For several years, it has been known that HPV causes warts in the upper respiratory tract, a condition known as respiratory papillomatosis. Then a few years ago, a very strong association was found between HPV-16 and oropharyngeal squamous cell carcinoma (OPSCC) – throat cancer. Naturally, it was thought that HPV could be spread by way or oral sex, and this turned out to be true. A study by the National Cancer Institute (NCI) found the incidence of OPSCC to be high in people with more than twenty-five life time sex partners, but with only six or more life time oral sex partners.

While it is true that smokers have a higher incidence of both cervical cancer and throat cancer, in the association between OPSCC and HPV-16 was found to be particularly high for non-smokers. This is to say that assuming you’re not foolish enough to smoke, the only way you’ll get throat cancer is by way of exposure to HPV, and specifically type-16 one of the types that causes cervical cancer. Based on this, it seems likely that the CDC eventually will recommend the Cervarix vaccine for males as well for females. But this is not the end of the HPV story. Recently, it was discovered that HPV also is associated with one type of skin cancer.
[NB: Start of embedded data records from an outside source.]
//! Operation metrics.
//!
//! Counters accumulate for the life of the process; latency percentiles are
//! computed from a bounded rolling sample window, recomputed on every
//! recorded sample.

use parking_lot::Mutex;
use std::collections::VecDeque;

#[derive(Debug)]
struct MetricsInner {
    total_operations: u64,
    total_errors: u64,
    samples: VecDeque<f64>,
    p50: f64,
    p95: f64,
    p99: f64,
}

/// Accumulated operation metrics
pub struct OperationMetrics {
    inner: Mutex<MetricsInner>,
    window: usize,
}

impl OperationMetrics {
    /// Create metrics with the given rolling sample window capacity
    #[must_use]
    pub fn new(window: usize) -> Self {
        Self {
            inner: Mutex::new(MetricsInner {
                total_operations: 0,
                total_errors: 0,
                samples: VecDeque::with_capacity(window),
                p50: 0.0,
                p95: 0.0,
                p99: 0.0,
            }),
            window,
        }
    }

    /// Record one operation's wall-clock latency in milliseconds.
    ///
    /// Every operation, successful or failed, contributes exactly one
    /// sample. The oldest sample is evicted once the window is full and the
    /// percentiles are recomputed from the sorted window.
    pub fn record_latency(&self, latency_ms: f64) {
        let mut inner = self.inner.lock();

        inner.total_operations += 1;
        if inner.samples.len() >= self.window {
            inner.samples.pop_front();
        }
        inner.samples.push_back(latency_ms);

        let mut sorted: Vec<f64> = inner.samples.iter().copied().collect();
        sorted.sort_by(|a, b| a.partial_cmp(b).unwrap_or(std::cmp::Ordering::Equal));

        inner.p50 = percentile(&sorted, 50);
        inner.p95 = percentile(&sorted, 95);
        inner.p99 = percentile(&sorted, 99);
    }

    /// Record one failed operation
    pub fn record_error(&self) {
        self.inner.lock().total_errors += 1;
    }

    /// Take a point-in-time snapshot.
    ///
    /// `cache_size` and `fallback_active` are supplied by the owner since
    /// they live outside the counters.
    #[must_use]
    pub fn snapshot(&self, cache_size: usize, fallback_active: bool) -> MetricsSnapshot {
        let inner = self.inner.lock();

        let error_rate = if inner.total_operations == 0 {
            0.0
        } else {
            inner.total_errors as f64 / inner.total_operations as f64
        };

        // Retained samples over total operations. This conflates window
        // retention with actual compression usage; kept as-is because
        // downstream dashboards consume it in this form.
        let compression_ratio = if inner.total_operations == 0 {
            0.0
        } else {
            inner.samples.len() as f64 / inner.total_operations as f64 * 100.0
        };

        MetricsSnapshot {
            total_operations: inner.total_operations,
            total_errors: inner.total_errors,
            error_rate,
            p50: inner.p50,
            p95: inner.p95,
            p99: inner.p99,
            compression_ratio,
            fallback_active,
            cache_size,
        }
    }
}

fn percentile(sorted: &[f64], pct: usize) -> f64 {
    let index = sorted.len() * pct / 100;
    sorted.get(index).copied().unwrap_or(0.0)
}

/// Point-in-time metrics view
#[derive(Debug, Clone, PartialEq)]
pub struct MetricsSnapshot {
    /// Operations recorded since construction
    pub total_operations: u64,
    /// Failed operations since construction
    pub total_errors: u64,
    /// `total_errors / total_operations`
    pub error_rate: f64,
    /// Median latency over the rolling window (ms)
    pub p50: f64,
    /// 95th percentile latency (ms)
    pub p95: f64,
    /// 99th percentile latency (ms)
    pub p99: f64,
    /// Approximate signal; see `OperationMetrics::snapshot`
    pub compression_ratio: f64,
    /// Whether the fallback store is currently serving traffic
    pub fallback_active: bool,
    /// Fallback map size at snapshot time
    pub cache_size: usize,
}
Earlier this month, a study was published in the British Medical Journal showing that HPV plays a causative role in the generation of squamous cell carcinoma of the skin. Though not nearly as dangerous as malignant melanoma, squamous cell carcinoma is the second most common type of skin cancer, behind basal cell carcinoma. If the term “squamous cell” sounds familiar, it may be because I mentioned it above, discussing OPSCC, a squamous cell carcinoma of the throat.

Squamous cells are a subtype of a cell type known as epithelial cells. Squamous epithelial cells form linings, such as the outer layer of the skin, the lining of inner body surfaces, like the throat, and -you guessed it-the lining of the cervix; cervical cancer also is a carcinoma of squamous epithelial cells. And so, it should be no surprise that the same type of virus -HPV- causes cancers in three different body parts.